Nell’ambito degli interventi volti alla salvaguardia e alla valorizzazione del patrimonio artistico del Paese, l’impegno di Intesa Sanpaolo trova efficace espressione nel programma di restauro di opere d’arte denominato Restituzioni, promosso e gestito in collaborazione con gli enti ministeriali competenti in materia di tutela dei beni culturali.
Il programma vede impegnata Intesa Sanpaolo al fianco delle Soprintendenze, delle Direzioni Regionali Musei e dei Musei autonomi nella periodica selezione di un consistente numero di opere bisognose di interventi conservativi e nel loro restauro, a cui fa seguito l’organizzazione di mostre temporanee che permettono al grande pubblico di conoscere i risultati degli interventi, con la pubblicazione di cataloghi in cui confluiscono, a futura memoria, le acquisizioni scientifiche che il restauro ha consentito.
Avviato nel 1989 dall’allora Banca Cattolica del Veneto, Restituzioni ha gradualmente ampliato il proprio raggio di azione, di pari passo con la crescita di Intesa Sanpaolo, ed ha raggiunto oggi dimensione e importanza nazionali, annoverando anche interventi nei territori esteri in cui il Gruppo è presente. In 35 anni di attività, sono oltre 2000 le opere riportate in pristinam dignitatem: una sorta di ideale museo, con testimonianze che spaziano dalle epoche proto- storiche fino alle soglie dell’età contemporanea, dall’archeologia all’oreficeria, alle arti plastiche e pittoriche.

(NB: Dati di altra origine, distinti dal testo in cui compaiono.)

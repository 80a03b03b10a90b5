//! HTML serialization of the visual tree

use super::{DeviceCard, Page, ThingCard, ThingsSection, PAGE_TITLE};

fn escape(text: &str) -> String {
    let mut out = String::with_capacity(text.len());
    for c in text.chars() {
        match c {
            '&' => out.push_str("&amp;"),
            '<' => out.push_str("&lt;"),
            '>' => out.push_str("&gt;"),
            '"' => out.push_str("&quot;"),
            '\'' => out.push_str("&#39;"),
            _ => out.push(c),
        }
    }
    out
}

impl Page {
    pub fn to_html(&self) -> String {
        let body = match self {
            Page::ErrorBanner(message) => format!(
                r#"<div class="error" style="padding: 1rem; background-color: #fef2f2; color: #ef4444; border-radius: 0.5rem;">{}</div>"#,
                escape(message)
            ),
            Page::Loading => r#"<p style="color: #6b7280;">Loading devices...</p>"#.to_string(),
            Page::DeviceList { title, devices } => {
                let cards: String = devices.iter().map(device_html).collect();
                format!(
                    r#"<h1 style="font-size: 1.5rem; font-weight: 700; margin-bottom: 1.5rem;">{}</h1>
    <div style="display: grid; gap: 1.5rem;">{}</div>"#,
                    escape(title),
                    cards
                )
            }
        };

        format!(
            r#"<!DOCTYPE html>
<html>
<head>
    <meta charset="utf-8">
    <meta name="viewport" content="width=device-width, initial-scale=1">
    <title>{title}</title>
</head>
<body style="font-family: system-ui, sans-serif; background-color: #f9fafb; max-width: 960px; margin: 0 auto; padding: 2rem 1rem;">
    {body}
</body>
</html>"#,
            title = PAGE_TITLE,
            body = body,
        )
    }
}

fn device_html(device: &DeviceCard) -> String {
    let things = match &device.things {
        ThingsSection::Placeholder(text) => format!(
            r#"<p style="font-size: 0.875rem; color: #6b7280; font-style: italic;">{}</p>"#,
            escape(text)
        ),
        ThingsSection::Things(things) => {
            let items: String = things.iter().map(thing_html).collect();
            format!(
                r#"<div style="margin-top: 1rem;">
                <h3 style="font-weight: 500; font-size: 1.125rem; margin-bottom: 0.5rem;">Things</h3>
                <div style="display: grid; gap: 1rem; padding-left: 1rem;">{items}</div>
            </div>"#
            )
        }
    };

    format!(
        r#"<div class="device" style="padding: 1.5rem; border: 1px solid #e5e7eb; border-radius: 0.5rem; background-color: #fff;">
            <div style="display: flex; align-items: center; justify-content: space-between; margin-bottom: 1rem;">
                <h2 style="font-weight: 600; font-size: 1.25rem;">{}</h2>
                <span style="padding: 0.25rem 0.75rem; background-color: #dbeafe; color: #1e40af; border-radius: 9999px; font-size: 0.875rem;">{}</span>
            </div>
            {}
        </div>"#,
        escape(&device.name),
        escape(&device.id_badge),
        things
    )
}

fn thing_html(thing: &ThingCard) -> String {
    let properties = if thing.properties.is_empty() {
        String::new()
    } else {
        let items: String = thing
            .properties
            .iter()
            .map(|p| {
                let value = p
                    .value
                    .as_ref()
                    .map(|v| format!(r#"<span style="margin-left: 0.5rem; color: #2563eb;">= {}</span>"#, escape(v)))
                    .unwrap_or_default();
                format!(
                    r#"<li style="font-size: 0.875rem; color: #4b5563;">{} ({}){}</li>"#,
                    escape(&p.name),
                    escape(&p.property_type),
                    value
                )
            })
            .collect();
        format!(
            r#"<div style="margin-top: 0.5rem;">
                    <p style="font-size: 0.875rem; font-weight: 500;">Properties:</p>
                    <ul style="list-style: disc inside; padding-left: 0.5rem;">{items}</ul>
                </div>"#
        )
    };

    format!(
        r#"<div class="thing" style="border-left: 2px solid #bfdbfe; padding-left: 1rem;">
                    <h4 style="font-weight: 500;">{}</h4>
                    <p style="font-size: 0.875rem; color: #6b7280;">Created: {}</p>
                    {}
                </div>"#,
        escape(&thing.name),
        escape(&thing.created),
        properties
    )
}

#[cfg(test)]
mod tests {
    use super::*;
    use crate::view::{PropertyLine, NO_THINGS_PLACEHOLDER};

    fn card(things: ThingsSection) -> DeviceCard {
        DeviceCard {
            name: "Greenhouse".to_string(),
            id_badge: "Device ID: d1".to_string(),
            things,
        }
    }

    #[test]
    fn test_escape() {
        assert_eq!(escape(r#"<b>"Tom" & 'Jerry'</b>"#), "&lt;b&gt;&quot;Tom&quot; &amp; &#39;Jerry&#39;&lt;/b&gt;");
        assert_eq!(escape("plain"), "plain");
    }

    #[test]
    fn test_error_banner_html_has_no_device_markup() {
        let html = Page::ErrorBanner("Error fetching <devices>".to_string()).to_html();

        assert!(html.contains("Error fetching &lt;devices&gt;"));
        assert!(!html.contains(r#"class="device""#));
    }

    #[test]
    fn test_device_list_html() {
        let page = Page::DeviceList {
            title: PAGE_TITLE.to_string(),
            devices: vec![
                card(ThingsSection::Placeholder(NO_THINGS_PLACEHOLDER.to_string())),
                card(ThingsSection::Things(vec![ThingCard {
                    name: "Weather".to_string(),
                    created: "3/5/2024".to_string(),
                    properties: vec![
                        PropertyLine {
                            name: "temperature".to_string(),
                            property_type: "FLOAT".to_string(),
                            value: Some("0".to_string()),
                        },
                        PropertyLine {
                            name: "label".to_string(),
                            property_type: "STRING".to_string(),
                            value: None,
                        },
                    ],
                }])),
            ],
        };

        let html = page.to_html();

        assert!(html.contains(PAGE_TITLE));
        assert!(html.contains(NO_THINGS_PLACEHOLDER));
        assert!(html.contains("Device ID: d1"));
        assert!(html.contains("Created: 3/5/2024"));
        assert!(html.contains("temperature (FLOAT)"));
        assert!(html.contains("= 0</span>"));
        assert!(html.contains("label (STRING)</li>"));
        assert_eq!(html.matches(r#"class="device""#).count(), 2);
    }
}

Un curriculum a cui si affiancano gli interventi su opere di scala monumentale, che hanno interessato, ad esempio, i mosaici pavimentali paleocristiani della Basilica di Aquileia, gli affreschi di Lanfranco nella Cappella del Tesoro di San Gennaro nel Duomo di Napoli, quelli di Altichiero e Avanzo nella Cappella di San Giacomo nella Basilica del Santo a Padova, il portale in bronzo della Basilica di San Marco a Venezia, gli affreschi di Stefano fiorentino dell’Abbazia di Chiaravalle milanese, due delle vetrate rinascimentali di Santa Maria del Fiore a Firenze, l’intera realtà museale di Casa Manzoni a Milano, il grande telero della Cena di san Gregorio Magno di Paolo Veronese nella Basilica di Monte Berico a Vicenza.
Ad oggi, sono centinaia i soggetti -siti archeologici, istituzioni museali, chiese e altri enti garanti della destinazione pubblica dei propri tesori – che hanno beneficiato di questo programma, così come i laboratori di restauro qualificati, distribuiti da Nord a Sud, incaricati dei restauri ed altrettanti gli studiosi coinvolti nella redazione delle schede storico-critiche per i cataloghi.
L’attuale edizione del progetto Restituzioni, la ventesima, è stata avviata nel 2022 e prevede il restauro di 117 opere provenienti da tutta Italia, con il coinvolgimento di 50 enti di tutela e 56 laboratori di restauro.